1 Kings — Chapter 3
Verse 1
Solomon's marriage to Pharaoh's daughter: Lapide notes this was lawful if she converted to the faith, as did Ruth, Rahab, and others. He notes the Canticle of Canticles alludes to this marriage: \"I have compared thee to my company of horsemen in Pharaoh's chariots\" — but its mystical sense is the union of Christ with the Church.
Verse 2
The high places: Lapide gives a learned discussion of \"excelsa\" — groves and high places used for sacrifice. Those used for false gods were manifestly illicit. Those used for the true God were tolerated before the Temple was built, but after its completion, kings who permitted them fell short of full obedience to God.
Verse 4
Solomon goes to Gabaon to sacrifice: Lapide: \"Note the piety of Solomon, who begins his reign with the worship and invocation of God; he offered a thousand holocausts, and therefore obtained from God a wisdom so great that God granted the like to no one else.\"
Verse 5
God appears to Solomon in a dream — \"Ask what thou wilt that I should give thee\": Lapide gives an extended discussion of whether Solomon had full use of reason in this dream.

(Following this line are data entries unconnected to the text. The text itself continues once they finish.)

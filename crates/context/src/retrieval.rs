/// Default number of snippets returned by [`search`].
pub const DEFAULT_LIMIT: usize = 5;

struct MedEntry {
    name: &'static str,
    generic: &'static str,
    indication: &'static str,
    dose: &'static str,
}

// Stand-in knowledge base of common Indian OTC medicines, in fixed table
// order. Not a general retrieval engine.
const MEDICINE_TABLE: &[MedEntry] = &[
    MedEntry {
        name: "Dolo 650",
        generic: "Paracetamol",
        indication: "Fever/Pain",
        dose: "650 mg every 6–8 hours (max 3 g/day)",
    },
    MedEntry {
        name: "Azithral 500",
        generic: "Azithromycin",
        indication: "Bacterial infections",
        dose: "As prescribed; common: 500 mg OD for 3 days",
    },
    MedEntry {
        name: "Allegra 120",
        generic: "Fexofenadine",
        indication: "Allergic rhinitis",
        dose: "120 mg once daily",
    },
    MedEntry {
        name: "Omez 20",
        generic: "Omeprazole",
        indication: "Acidity/GERD",
        dose: "20 mg once daily before food",
    },
    MedEntry {
        name: "ORS Powder",
        generic: "ORS",
        indication: "Dehydration",
        dose: "As per sachet instructions with safe water",
    },
];

/// Case-insensitive lookup of knowledge-table snippets relevant to a query.
///
/// An entry matches when its brand name, generic name, or an indication
/// keyword appears in the query. Matches come back in table order, truncated
/// to `limit`; no ranking or fuzzy matching.
pub fn search(query: &str, limit: usize) -> Vec<String> {
    let q = query.to_lowercase();
    let mut hits = Vec::new();

    for entry in MEDICINE_TABLE {
        if hits.len() >= limit {
            break;
        }
        if matches_query(&q, entry) {
            hits.push(format!(
                "{} ({}) – {}; typical: {}",
                entry.name, entry.generic, entry.indication, entry.dose
            ));
        }
    }

    hits
}

fn matches_query(query_lower: &str, entry: &MedEntry) -> bool {
    if query_lower.contains(&entry.name.to_lowercase())
        || query_lower.contains(&entry.generic.to_lowercase())
    {
        return true;
    }
    // Indication keywords, so symptom queries ("I have fever") hit too.
    entry
        .indication
        .to_lowercase()
        .split(|c: char| !c.is_alphanumeric())
        .filter(|word| !word.is_empty())
        .any(|word| query_lower.contains(word))
}
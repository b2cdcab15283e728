mod config;
mod error;

use std::sync::Arc;
use std::time::Duration;

use axum::{
    Json, Router,
    extract::State,
    routing::{get, post},
};
use serde::{Deserialize, Serialize};
use serde_json::Value;
use tower_http::trace::TraceLayer;

use config::AppConfig;
use error::ApiError;
use model::{EndpointClient, TextGenerator};
use pipeline::{AnswerQueryResponse, Pipelines, PrescriptionSummary};

struct AppState<G> {
    pipelines: Pipelines<G>,
}

#[derive(Serialize)]
struct HealthResponse {
    status: &'static str,
}

#[derive(Deserialize)]
struct SummarizeRequest {
    text: String,
    #[serde(default = "default_locale")]
    locale: String,
}

#[derive(Serialize)]
struct SummarizeResponse {
    summary: PrescriptionSummary,
}

#[derive(Deserialize)]
struct AnswerQueryRequest {
    query: String,
    #[serde(default = "default_locale")]
    locale: String,
    /// Optional structured context, either the summary record itself or
    /// wrapped under a `summary` key.
    #[serde(default)]
    prescription_summary: Option<Value>,
}

fn default_locale() -> String {
    "en-IN".to_string()
}

#[tokio::main]
async fn main() -> anyhow::Result<()> {
    tracing_subscriber::fmt::init();

    let config = AppConfig::from_env()?;
    let timeout = Duration::from_secs(config.request_timeout_secs);

    let medical = EndpointClient::new(
        config.medical_endpoint_url.clone(),
        config.api_token.clone(),
        timeout,
    )?;
    let refiner = EndpointClient::new(
        config.refiner_endpoint_url.clone(),
        config.api_token.clone(),
        timeout,
    )?;

    let state = Arc::new(AppState {
        pipelines: Pipelines::new(medical, refiner),
    });

    let app = router(state)
        .layer(config.cors_layer())
        .layer(TraceLayer::new_for_http());

    let addr = format!("{}:{}", config.host, config.port);
    let listener = tokio::net::TcpListener::bind(&addr).await?;

    tracing::info!(%addr, "server listening");

    axum::serve(listener, app).await?;
    Ok(())
}

fn router<G: TextGenerator + 'static>(state: Arc<AppState<G>>) -> Router {
    Router::new()
        .route("/health", get(health))
        .route("/summarize-prescription", post(summarize_prescription::<G>))
        .route("/answer-query", post(answer_query::<G>))
        .with_state(state)
}

async fn health() -> Json<HealthResponse> {
    Json(HealthResponse { status: "ok" })
}

async fn summarize_prescription<G: TextGenerator>(
    State(state): State<Arc<AppState<G>>>,
    Json(req): Json<SummarizeRequest>,
) -> Result<Json<SummarizeResponse>, ApiError> {
    let text = req.text.trim();
    if text.chars().count() < 5 {
        return Err(ApiError::unprocessable("text must be at least 5 characters"));
    }
    tracing::debug!(locale = %req.locale, "summarize-prescription request");

    let summary = state.pipelines.summarize(text).await?;
    Ok(Json(SummarizeResponse { summary }))
}

async fn answer_query<G: TextGenerator>(
    State(state): State<Arc<AppState<G>>>,
    Json(req): Json<AnswerQueryRequest>,
) -> Result<Json<AnswerQueryResponse>, ApiError> {
    let query = req.query.trim();
    if query.chars().count() < 3 {
        return Err(ApiError::unprocessable("query must be at least 3 characters"));
    }
    tracing::debug!(
        locale = %req.locale,
        has_prescription_context = req.prescription_summary.is_some(),
        "answer-query request"
    );

    let answer = state
        .pipelines
        .answer(query, req.prescription_summary.as_ref())
        .await?;
    Ok(Json(answer))
}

He concludes, following Suarez and many Fathers, that this was a prophetic vision, not a mere natural dream — God raised Solomon's intellect and phantasy to full rational use even in sleep, as with other prophets.
Verse 7
Solomon: \"I am but a child, and know not how to go out and come in\": Lapide: \"I am very young, rude, and inexperienced, therefore like a child for the burden of governing so great a people.\" Solomon was about twenty years old. The Hebrew phrase means \"I do not know how to conduct myself in the administration of so great a kingdom.\"
Verse 9
Give therefore to thy servant an understanding heart: Lapide: By wisdom Solomon properly sought prudence — the practical and ethical wisdom by which he might govern himself and the people. He sought, as Wisdom ix says, \"the assistant of Thy throne, that she may be with me and labour with me.\" Wisdom in the Sapiential books chiefly signifies practical wisdom teaching us to live justly and holily.
Verse 12
I have given thee a wise and understanding heart, so that there hath been no one like thee before thee: Lapide explains the multiple kinds of wisdom given: first, ethical and political; second, natural philosophy, medicine, logic, rhetoric, mathematics, architecture; third, supernatural theological wisdom and the gift of prophecy. All this wisdom was infused directly by God on that night.
Verse 13
And the things also which thou didst not ask, I have given thee: riches and glory: Lapide: \"Learn here how great a good and gift of God is wisdom, how much it is to be preferred above all other things, and that it draws all things else along with it. For wisdom is to be obtained by prayer more than by study. The author and giver of wisdom is God, who is the Father of lights.\"
Verse 15
Solomon awoke and understood it was a dream: Lapide: not a common natural dream, but a divine prophetic vision — for God truly infused wisdom into him at that moment, and the Scriptures recount all that followed as truly done, not merely dreamed. The parallel in 2 Chronicles says simply \"God appeared to him.\"
Verse 26
The judgment of Solomon: The true mother's compassion — \"her bowels were moved\" — reveals the true mother. Lapide applies this morally and mystically. The Church like the true mother would rather give up the child than see it destroyed by division.